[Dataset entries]
_ _ _ _

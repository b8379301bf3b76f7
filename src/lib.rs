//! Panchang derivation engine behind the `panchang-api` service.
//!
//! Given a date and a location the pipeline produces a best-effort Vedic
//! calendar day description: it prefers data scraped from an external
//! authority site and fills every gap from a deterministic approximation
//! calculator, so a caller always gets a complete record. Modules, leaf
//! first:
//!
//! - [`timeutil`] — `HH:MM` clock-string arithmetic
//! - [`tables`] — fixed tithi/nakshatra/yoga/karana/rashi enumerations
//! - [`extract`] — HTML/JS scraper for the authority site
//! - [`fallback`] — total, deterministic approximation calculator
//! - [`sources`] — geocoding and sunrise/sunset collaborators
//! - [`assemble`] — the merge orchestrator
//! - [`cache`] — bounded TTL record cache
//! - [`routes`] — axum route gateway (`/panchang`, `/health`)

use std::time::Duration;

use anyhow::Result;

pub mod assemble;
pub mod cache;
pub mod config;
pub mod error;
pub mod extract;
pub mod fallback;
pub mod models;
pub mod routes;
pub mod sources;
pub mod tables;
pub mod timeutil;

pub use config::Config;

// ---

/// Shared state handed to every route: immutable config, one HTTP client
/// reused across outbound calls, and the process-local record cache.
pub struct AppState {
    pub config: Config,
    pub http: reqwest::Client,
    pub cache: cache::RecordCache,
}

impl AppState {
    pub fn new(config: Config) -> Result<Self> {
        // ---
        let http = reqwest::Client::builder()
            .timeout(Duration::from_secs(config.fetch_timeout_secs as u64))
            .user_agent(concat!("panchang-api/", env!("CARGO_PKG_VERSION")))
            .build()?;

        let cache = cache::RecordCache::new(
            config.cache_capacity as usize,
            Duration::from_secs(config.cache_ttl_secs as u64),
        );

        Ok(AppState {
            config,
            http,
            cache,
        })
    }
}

_ _ _ _

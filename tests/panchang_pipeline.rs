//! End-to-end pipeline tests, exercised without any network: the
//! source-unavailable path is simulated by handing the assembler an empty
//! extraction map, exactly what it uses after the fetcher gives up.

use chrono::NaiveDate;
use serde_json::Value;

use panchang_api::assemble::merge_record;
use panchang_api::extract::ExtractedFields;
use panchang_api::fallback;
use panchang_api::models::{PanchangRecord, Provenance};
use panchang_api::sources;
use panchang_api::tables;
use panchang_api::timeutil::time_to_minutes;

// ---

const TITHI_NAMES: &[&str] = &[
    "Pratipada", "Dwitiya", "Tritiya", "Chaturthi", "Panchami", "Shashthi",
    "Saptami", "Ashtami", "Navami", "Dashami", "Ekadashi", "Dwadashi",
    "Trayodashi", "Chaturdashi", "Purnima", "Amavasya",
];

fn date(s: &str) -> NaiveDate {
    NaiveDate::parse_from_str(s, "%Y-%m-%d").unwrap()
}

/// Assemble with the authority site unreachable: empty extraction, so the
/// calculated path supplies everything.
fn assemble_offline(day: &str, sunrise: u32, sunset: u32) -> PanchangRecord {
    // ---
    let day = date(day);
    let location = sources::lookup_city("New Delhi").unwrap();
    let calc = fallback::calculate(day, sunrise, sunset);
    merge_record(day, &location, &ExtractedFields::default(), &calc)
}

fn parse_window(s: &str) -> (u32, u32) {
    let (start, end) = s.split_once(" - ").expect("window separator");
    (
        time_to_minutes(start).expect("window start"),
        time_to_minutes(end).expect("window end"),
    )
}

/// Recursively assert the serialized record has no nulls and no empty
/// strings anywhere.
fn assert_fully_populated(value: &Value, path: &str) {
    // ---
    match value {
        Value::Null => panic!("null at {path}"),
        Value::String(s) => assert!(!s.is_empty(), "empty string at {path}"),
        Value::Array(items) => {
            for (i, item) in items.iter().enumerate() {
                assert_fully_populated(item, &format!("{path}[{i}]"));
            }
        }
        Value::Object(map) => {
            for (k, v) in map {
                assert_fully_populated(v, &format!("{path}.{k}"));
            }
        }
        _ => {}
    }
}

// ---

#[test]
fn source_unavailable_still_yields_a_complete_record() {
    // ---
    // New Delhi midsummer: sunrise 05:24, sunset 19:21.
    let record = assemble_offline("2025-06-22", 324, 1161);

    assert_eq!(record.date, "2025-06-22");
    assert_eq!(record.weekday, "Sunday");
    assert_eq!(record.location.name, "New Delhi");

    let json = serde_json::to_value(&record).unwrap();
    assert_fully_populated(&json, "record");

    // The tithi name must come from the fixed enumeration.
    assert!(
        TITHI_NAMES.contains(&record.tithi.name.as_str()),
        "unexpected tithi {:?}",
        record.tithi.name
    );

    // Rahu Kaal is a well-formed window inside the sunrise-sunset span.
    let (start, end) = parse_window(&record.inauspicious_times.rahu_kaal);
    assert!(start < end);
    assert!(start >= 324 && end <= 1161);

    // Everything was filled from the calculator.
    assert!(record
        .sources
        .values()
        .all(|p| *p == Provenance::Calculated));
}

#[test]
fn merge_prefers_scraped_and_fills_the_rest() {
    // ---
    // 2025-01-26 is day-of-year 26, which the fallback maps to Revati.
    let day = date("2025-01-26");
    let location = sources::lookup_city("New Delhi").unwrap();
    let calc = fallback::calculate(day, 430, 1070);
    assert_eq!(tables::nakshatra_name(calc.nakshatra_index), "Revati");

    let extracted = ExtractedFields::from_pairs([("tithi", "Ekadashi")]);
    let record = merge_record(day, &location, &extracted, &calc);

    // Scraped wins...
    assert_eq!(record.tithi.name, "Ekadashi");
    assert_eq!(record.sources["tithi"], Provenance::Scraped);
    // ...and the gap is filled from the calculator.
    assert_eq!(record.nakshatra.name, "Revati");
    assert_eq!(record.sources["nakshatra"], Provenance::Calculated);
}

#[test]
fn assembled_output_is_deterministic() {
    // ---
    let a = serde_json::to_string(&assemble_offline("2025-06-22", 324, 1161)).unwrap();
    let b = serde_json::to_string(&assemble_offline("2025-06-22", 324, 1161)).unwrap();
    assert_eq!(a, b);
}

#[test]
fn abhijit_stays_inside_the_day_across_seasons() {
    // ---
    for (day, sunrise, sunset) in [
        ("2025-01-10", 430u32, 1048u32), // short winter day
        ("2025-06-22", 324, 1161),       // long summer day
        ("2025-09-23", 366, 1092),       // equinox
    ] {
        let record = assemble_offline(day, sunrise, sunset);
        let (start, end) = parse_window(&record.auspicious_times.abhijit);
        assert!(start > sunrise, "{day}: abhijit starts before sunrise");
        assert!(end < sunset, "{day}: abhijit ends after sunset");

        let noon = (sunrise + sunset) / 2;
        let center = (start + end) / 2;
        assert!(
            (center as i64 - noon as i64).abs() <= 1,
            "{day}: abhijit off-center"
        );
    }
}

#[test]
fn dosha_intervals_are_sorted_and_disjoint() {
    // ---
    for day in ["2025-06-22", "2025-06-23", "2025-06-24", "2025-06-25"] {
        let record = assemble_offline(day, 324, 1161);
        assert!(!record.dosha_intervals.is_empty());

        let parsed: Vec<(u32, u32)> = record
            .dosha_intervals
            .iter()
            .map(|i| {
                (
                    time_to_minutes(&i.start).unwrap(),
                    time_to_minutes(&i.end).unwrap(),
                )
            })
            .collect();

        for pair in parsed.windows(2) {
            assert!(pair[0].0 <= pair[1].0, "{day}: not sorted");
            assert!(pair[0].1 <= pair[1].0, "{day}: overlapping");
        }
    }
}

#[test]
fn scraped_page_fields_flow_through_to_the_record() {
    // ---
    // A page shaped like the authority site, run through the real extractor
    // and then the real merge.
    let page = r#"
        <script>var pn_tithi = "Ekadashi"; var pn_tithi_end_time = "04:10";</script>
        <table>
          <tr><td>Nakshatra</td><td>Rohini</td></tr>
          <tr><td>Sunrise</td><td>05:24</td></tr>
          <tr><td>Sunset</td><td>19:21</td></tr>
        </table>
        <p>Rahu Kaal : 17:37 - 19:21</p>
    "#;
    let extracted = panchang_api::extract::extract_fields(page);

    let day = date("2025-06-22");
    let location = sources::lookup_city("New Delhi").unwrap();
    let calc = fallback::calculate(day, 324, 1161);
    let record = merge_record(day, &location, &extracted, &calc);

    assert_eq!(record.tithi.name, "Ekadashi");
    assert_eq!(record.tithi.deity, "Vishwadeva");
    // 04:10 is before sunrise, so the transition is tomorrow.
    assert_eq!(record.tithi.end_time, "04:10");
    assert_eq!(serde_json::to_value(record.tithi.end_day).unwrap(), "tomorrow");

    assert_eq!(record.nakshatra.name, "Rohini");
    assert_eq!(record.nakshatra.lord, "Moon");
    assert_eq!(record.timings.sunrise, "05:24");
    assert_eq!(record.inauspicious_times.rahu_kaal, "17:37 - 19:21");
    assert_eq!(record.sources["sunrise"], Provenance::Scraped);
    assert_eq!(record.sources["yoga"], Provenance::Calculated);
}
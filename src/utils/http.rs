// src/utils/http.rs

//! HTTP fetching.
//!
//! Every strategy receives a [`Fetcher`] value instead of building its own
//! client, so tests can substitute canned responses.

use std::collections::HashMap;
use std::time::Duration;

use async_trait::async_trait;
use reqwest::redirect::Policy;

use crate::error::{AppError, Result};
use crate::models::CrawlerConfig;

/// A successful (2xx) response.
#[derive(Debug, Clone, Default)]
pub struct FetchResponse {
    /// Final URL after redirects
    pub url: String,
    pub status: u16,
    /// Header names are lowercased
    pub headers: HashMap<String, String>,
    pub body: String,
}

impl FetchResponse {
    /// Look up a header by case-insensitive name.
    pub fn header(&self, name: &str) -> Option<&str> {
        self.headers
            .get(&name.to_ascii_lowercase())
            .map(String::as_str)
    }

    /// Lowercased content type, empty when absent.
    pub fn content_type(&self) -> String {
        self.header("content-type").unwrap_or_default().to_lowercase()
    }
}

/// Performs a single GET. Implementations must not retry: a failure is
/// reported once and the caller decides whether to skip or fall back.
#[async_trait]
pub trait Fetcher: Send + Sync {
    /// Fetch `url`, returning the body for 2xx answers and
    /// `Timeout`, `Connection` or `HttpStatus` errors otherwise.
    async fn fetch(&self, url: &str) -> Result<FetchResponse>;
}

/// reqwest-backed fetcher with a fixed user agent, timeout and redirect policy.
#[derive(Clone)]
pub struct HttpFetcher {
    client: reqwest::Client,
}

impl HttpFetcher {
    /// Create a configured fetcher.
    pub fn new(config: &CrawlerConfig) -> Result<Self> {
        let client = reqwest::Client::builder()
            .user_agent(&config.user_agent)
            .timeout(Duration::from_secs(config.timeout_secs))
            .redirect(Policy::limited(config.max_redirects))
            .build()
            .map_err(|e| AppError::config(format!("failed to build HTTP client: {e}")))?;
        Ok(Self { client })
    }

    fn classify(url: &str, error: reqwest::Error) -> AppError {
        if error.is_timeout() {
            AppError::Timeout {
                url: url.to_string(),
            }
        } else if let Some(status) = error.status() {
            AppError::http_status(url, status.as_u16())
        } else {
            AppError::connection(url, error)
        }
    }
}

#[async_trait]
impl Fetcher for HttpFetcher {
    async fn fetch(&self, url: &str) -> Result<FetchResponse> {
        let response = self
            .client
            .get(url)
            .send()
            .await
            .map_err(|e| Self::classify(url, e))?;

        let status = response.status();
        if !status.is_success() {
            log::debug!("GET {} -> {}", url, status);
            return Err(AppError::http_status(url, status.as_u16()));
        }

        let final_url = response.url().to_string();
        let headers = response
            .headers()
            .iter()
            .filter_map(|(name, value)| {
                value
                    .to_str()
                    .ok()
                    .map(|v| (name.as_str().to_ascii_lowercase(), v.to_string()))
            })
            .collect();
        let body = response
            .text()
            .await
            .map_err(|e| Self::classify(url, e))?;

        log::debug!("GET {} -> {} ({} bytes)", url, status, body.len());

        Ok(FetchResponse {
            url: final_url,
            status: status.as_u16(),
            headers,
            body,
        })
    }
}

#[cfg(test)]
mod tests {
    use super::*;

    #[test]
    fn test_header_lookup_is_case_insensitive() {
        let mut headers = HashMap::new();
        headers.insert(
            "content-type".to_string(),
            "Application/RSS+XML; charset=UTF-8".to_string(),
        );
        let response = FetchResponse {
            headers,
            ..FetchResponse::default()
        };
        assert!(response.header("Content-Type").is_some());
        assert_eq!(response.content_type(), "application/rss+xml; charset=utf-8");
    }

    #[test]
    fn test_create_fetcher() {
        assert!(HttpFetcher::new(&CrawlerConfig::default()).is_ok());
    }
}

_ _ _ _

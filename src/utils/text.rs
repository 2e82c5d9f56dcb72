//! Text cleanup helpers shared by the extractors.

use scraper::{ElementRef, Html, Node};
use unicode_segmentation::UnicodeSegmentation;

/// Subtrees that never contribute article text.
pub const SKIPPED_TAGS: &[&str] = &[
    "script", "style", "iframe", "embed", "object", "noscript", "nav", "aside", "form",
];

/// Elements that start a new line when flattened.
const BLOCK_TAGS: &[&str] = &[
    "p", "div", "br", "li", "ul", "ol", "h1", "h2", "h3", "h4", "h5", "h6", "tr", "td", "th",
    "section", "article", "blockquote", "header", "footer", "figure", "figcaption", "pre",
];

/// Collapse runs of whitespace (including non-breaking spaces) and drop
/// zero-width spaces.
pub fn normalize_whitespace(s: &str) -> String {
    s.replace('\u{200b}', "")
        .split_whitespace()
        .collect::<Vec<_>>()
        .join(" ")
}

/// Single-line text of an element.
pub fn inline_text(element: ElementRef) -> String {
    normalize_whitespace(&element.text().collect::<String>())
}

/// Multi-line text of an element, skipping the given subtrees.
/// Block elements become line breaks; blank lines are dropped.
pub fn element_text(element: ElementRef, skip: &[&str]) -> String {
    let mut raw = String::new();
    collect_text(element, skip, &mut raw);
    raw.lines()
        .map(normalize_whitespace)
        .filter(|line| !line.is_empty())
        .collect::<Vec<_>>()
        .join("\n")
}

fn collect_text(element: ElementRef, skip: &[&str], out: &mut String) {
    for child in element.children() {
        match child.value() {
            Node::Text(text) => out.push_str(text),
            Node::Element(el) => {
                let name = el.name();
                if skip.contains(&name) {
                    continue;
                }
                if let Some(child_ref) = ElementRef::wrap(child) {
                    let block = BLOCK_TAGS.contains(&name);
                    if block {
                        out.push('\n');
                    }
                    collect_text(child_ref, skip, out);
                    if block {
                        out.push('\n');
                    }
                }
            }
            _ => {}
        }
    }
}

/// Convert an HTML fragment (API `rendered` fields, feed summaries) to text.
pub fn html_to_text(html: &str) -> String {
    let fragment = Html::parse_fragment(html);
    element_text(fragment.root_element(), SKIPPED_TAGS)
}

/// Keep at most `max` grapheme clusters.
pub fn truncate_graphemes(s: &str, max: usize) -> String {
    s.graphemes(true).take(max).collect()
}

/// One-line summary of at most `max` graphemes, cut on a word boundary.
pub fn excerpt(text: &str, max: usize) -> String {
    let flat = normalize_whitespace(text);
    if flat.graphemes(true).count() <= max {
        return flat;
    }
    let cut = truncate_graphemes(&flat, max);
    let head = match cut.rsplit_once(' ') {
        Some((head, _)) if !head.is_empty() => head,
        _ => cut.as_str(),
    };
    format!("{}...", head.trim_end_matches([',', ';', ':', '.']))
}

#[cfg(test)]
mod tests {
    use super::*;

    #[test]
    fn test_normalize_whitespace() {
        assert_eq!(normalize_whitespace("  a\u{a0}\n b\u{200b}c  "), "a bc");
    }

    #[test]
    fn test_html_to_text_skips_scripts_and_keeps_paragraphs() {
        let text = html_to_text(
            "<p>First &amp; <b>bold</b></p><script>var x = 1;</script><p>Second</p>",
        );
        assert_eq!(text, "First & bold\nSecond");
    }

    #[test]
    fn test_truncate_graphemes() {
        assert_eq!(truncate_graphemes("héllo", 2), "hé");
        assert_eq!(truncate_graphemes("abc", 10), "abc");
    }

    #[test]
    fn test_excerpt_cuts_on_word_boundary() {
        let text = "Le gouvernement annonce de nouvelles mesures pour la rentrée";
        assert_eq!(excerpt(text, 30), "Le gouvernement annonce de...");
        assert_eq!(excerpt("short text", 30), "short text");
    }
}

_ _ _ _

* **Exercise brief**:
Filter the entries above down to the lines that contain "AppState".

* **Response to the exercise**:
pub struct AppState {
impl AppState {
        Ok(AppState {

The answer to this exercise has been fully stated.